Он резко схватил Тома за воротник футболки, притянул к себе.
— Ты мне должен. За всё. За имя. За кровь. За эту семью. И если я говорю — трахни эту девку, чтобы она тебе доверилась, — ты идёшь и делаешь это. Понял?
— Она не такая, — тихо сказал Том, зубы сжаты. — Она не поведётся.
— Тогда сделай так, чтобы повелась, — бросил Гюнтер, оттолкнув его. — Придумай. Ты же у нас умный, да? Слова умеешь подбирать. В глаза заглядывать. Бабы любят таких. Так вот: пусть влюбится. Пусть потеряет голову. А потом — делай своё дело.
Он отошёл к окну. Взял вторую сигарету.
— Потому что, если ты этого не сделаешь, — его голос стал тише, но от этого страшнее, — я пошлю другого. И тогда она не просто расскажет нам всё. Она расскажет это в слезах. На коленях. С кляксой крови на губах.
Том стоял, не двигаясь.
Ненависть поднималась в нём, как прилив.
Но он ничего не сказал.
Он только повернулся и вышел.
Без звука.
Без взгляда назад.
Он вошёл в комнату и сразу закрыл за собой дверь, на этот раз — бесшумно, не хлопая, но с тем же напряжением в плечах, как будто вся злость, которую он не высказал в кабинете, теперь распирала грудную клетку изнутри. Пространство казалось слишком тесным. Тихим. Даже слишком. Он не включал свет, только прошёл к кровати, тяжело опускаясь на матрас, уронив себя в полумрак, словно тело было не из плоти, а из камня.
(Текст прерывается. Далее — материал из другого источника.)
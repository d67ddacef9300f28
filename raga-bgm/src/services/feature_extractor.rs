//! Pitch and tempo statistics of a waveform
//!
//! Given a waveform, produce `(tempo, pitch trace, average pitch)`. Unvoiced
//! frames are dropped rather than kept as rests, so the trace length is
//! generally shorter than the frame count. There is no error path here;
//! unreadable audio already failed in the loader.

use super::pitch_tracker::PitchTracker;
use super::spectrum::Spectrogram;
use super::tempo_estimator::TempoEstimator;
use crate::models::{AudioFeatures, Waveform};

/// Sample rate every recording is analysed at
pub const ANALYSIS_SAMPLE_RATE: u32 = 22050;

/// Combines the pitch tracker and the tempo estimator over one spectrogram
#[derive(Debug, Clone, Copy, Default)]
pub struct FeatureExtractor {
    pub pitch: PitchTracker,
    pub tempo: TempoEstimator,
}

impl FeatureExtractor {
    pub fn new() -> Self {
        Self::default()
    }

    pub fn extract(&self, waveform: &Waveform) -> AudioFeatures {
        if waveform.is_empty() {
            tracing::warn!("Waveform has no samples, reporting zero tempo and pitch");
            return AudioFeatures::new(0.0, Vec::new());
        }

        let spec = Spectrogram::compute(&waveform.samples, waveform.sample_rate);

        let tempo_bpm = self.tempo.estimate(&spec);
        let pitches = self.pitch.track(&spec);
        let features = AudioFeatures::new(tempo_bpm, pitches);

        tracing::info!(
            duration_seconds = format!("{:.2}", waveform.duration_seconds()),
            frames = spec.num_frames(),
            voiced_frames = features.pitches.len(),
            tempo_bpm = format!("{:.2}", features.tempo_bpm),
            average_pitch_hz = format!("{:.2}", features.average_pitch_hz),
            "Extracted audio features"
        );

        features
    }
}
Телефон был в руке — он машинально разблокировал его, глянул на экран. Сообщение. Vivian M.
«Вижу, ты занят. Спокойной ночи.»
Он ничего не написал в ответ. Просто смотрел на экран, пока тот не потемнел. И даже тогда ещё несколько секунд сидел в тишине, уставившись в пустоту, в темноту. Потом убрал телефон на тумбу, откинулся на спину, закинул руки за голову, посмотрел в потолок. Задержал дыхание. Выдохнул медленно, срываясь на шёпот:
— Чёрт...
Пальцы вцепились в ткань постели. Мысли не останавливались. Он знал, чего от него хотят. Знал, зачем был нужен этот разговор. Знал, почему отец повышал голос, сжимал пальцы в кулак, смотрел так, как будто Том — винтик, инструмент, часть большой схемы. Но... он не будет этого делать. Не будет спать с ней. Не будет втираться в доверие через постель, через нежности, через ложь, прикрытую притворной заботой. Даже если Гюнтер будет беситься, угрожать, давить, отрекаться. Даже если поставит ультиматум — или ты, или семья. Даже если решит, что Том предатель. Он не сделает этого. Не через неё. Никогда.
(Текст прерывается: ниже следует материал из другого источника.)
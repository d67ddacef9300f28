//! Artifact downloads for registered runs

use axum::{
    extract::{Path, State},
    http::header,
    response::{IntoResponse, Response},
    routing::get,
    Router,
};
use uuid::Uuid;

use crate::models::PipelineReport;
use crate::{ApiError, ApiResult, AppState};

/// GET /runs/:id/midi
pub async fn download_midi(
    State(state): State<AppState>,
    Path(run_id): Path<Uuid>,
) -> ApiResult<Response> {
    let report = lookup_run(&state, run_id).await?;
    let bytes = tokio::fs::read(&report.artifacts.midi_path).await?;
    Ok(attachment("audio/midi", crate::DEFAULT_MIDI_FILE, bytes))
}

/// GET /runs/:id/wav
pub async fn download_wav(
    State(state): State<AppState>,
    Path(run_id): Path<Uuid>,
) -> ApiResult<Response> {
    let report = lookup_run(&state, run_id).await?;
    let bytes = tokio::fs::read(&report.artifacts.wav_path).await?;
    Ok(attachment("audio/wav", crate::DEFAULT_WAV_FILE, bytes))
}

/// GET /runs/:id/audio
///
/// Same WAV as the download, served inline for the page's audio player.
pub async fn stream_audio(
    State(state): State<AppState>,
    Path(run_id): Path<Uuid>,
) -> ApiResult<Response> {
    let report = lookup_run(&state, run_id).await?;
    let bytes = tokio::fs::read(&report.artifacts.wav_path).await?;
    Ok(([(header::CONTENT_TYPE, "audio/wav")], bytes).into_response())
}

async fn lookup_run(state: &AppState, run_id: Uuid) -> ApiResult<PipelineReport> {
    state
        .runs
        .read()
        .await
        .get(&run_id)
        .cloned()
        .ok_or_else(|| ApiError::NotFound(format!("Run {} not found", run_id)))
}

fn attachment(content_type: &'static str, file_name: &str, bytes: Vec<u8>) -> Response {
    let disposition = format!("attachment; filename=\"{}\"", file_name);
    (
        [
            (header::CONTENT_TYPE, content_type.to_string()),
            (header::CONTENT_DISPOSITION, disposition),
        ],
        bytes,
    )
        .into_response()
}

/// Build download routes
pub fn download_routes() -> Router<AppState> {
    Router::new()
        .route("/runs/:id/midi", get(download_midi))
        .route("/runs/:id/wav", get(download_wav))
        .route("/runs/:id/audio", get(stream_audio))
}
//! Shared helpers for raga-bgm integration tests

#![allow(dead_code)]

pub mod audio_generator;
pub mod stub_gemini;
Он найдёт другой путь. Обойдёт всё. Сам доберётся до правды. Узнает, кто стоит за взрывом, кто передал информацию, кто мог так тщательно всё подстроить. Будет копать. Будет использовать связи, выискивать слабые места — но сам. Не через неё.
Потому что Вивиан — не просто часть семьи Морретти. Не просто дочь врага. Не просто мишень. Она — умная. Сильная. Осторожная. У неё острый язык, хорошая память, она слышит то, что другие пропускают, и запоминает даже то, что не говорит вслух. Она не позволяет никому обращаться с собой как с игрушкой. Не терпит снисхождения. Не боится смотреть в глаза. Умеет говорить жёстко, но не теряет достоинства. И даже если он только недавно узнал, кто она на самом деле — это ничего не меняет. Ни в том, как он её видел раньше. Ни в том, как видит теперь.
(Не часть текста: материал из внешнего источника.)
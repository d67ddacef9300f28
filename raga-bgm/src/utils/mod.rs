//! Audio loading helpers

pub mod audio_decoder;
pub mod resampler;

pub use audio_decoder::{decode_audio_file, DecodedAudio};
pub use resampler::resample;

use crate::error::BgmResult;
use crate::models::Waveform;
use std::path::Path;

/// Decode `path` and bring it to `target_rate`, mono
pub fn load_waveform(path: &Path, target_rate: u32) -> BgmResult<Waveform> {
    let decoded = decode_audio_file(path)?;
    tracing::info!(
        path = %path.display(),
        source_rate = decoded.sample_rate,
        channels = decoded.channels,
        duration_seconds = format!("{:.2}", decoded.duration_seconds()),
        "Loaded audio"
    );

    let samples = resample(&decoded.samples, decoded.sample_rate, target_rate)?;
    Ok(Waveform::new(samples, target_rate))
}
Он понимал, что должен отстраниться. Что должен видеть в ней цель. Проблему. Угрожающую переменную в уравнении. Но он не мог. Потому что уважал её. Потому что, чёрт побери, ценил. За её характер. За её твёрдость. За то, как она ведёт себя перед учителями. Как держит лицо, даже когда явно устала. Как не унижает других и не позволяет унижать себя. Всё это — было слишком... настоящим, чтобы разрушить это приказом. Слишком живым, чтобы уничтожить ради отчёта отцу.
Он прикрыл глаза, сжал пальцы в кулаки, будто только так мог удержать себя от желания всё упростить. Он не упростит. Он усложнит. Но сам. По-своему.
***
Утро было промозглым и влажным — октябрь держался за последние тёплые остатки осени, но воздух уже знал про зиму. В саду, за окнами, стелился лёгкий туман, облепиха на аллее казалась потускневшей, листья кленов налипали на каменные ступени, и весь этот пейзаж отдавал затухающей жизнью. В доме было тихо. Только скрип тонких ложек о фарфор прерывал утреннее молчание. Завтракали, как обычно, втроём — за большим овальным столом в столовой, где тёмные панели стен и старинные люстры делали даже утро торжественным.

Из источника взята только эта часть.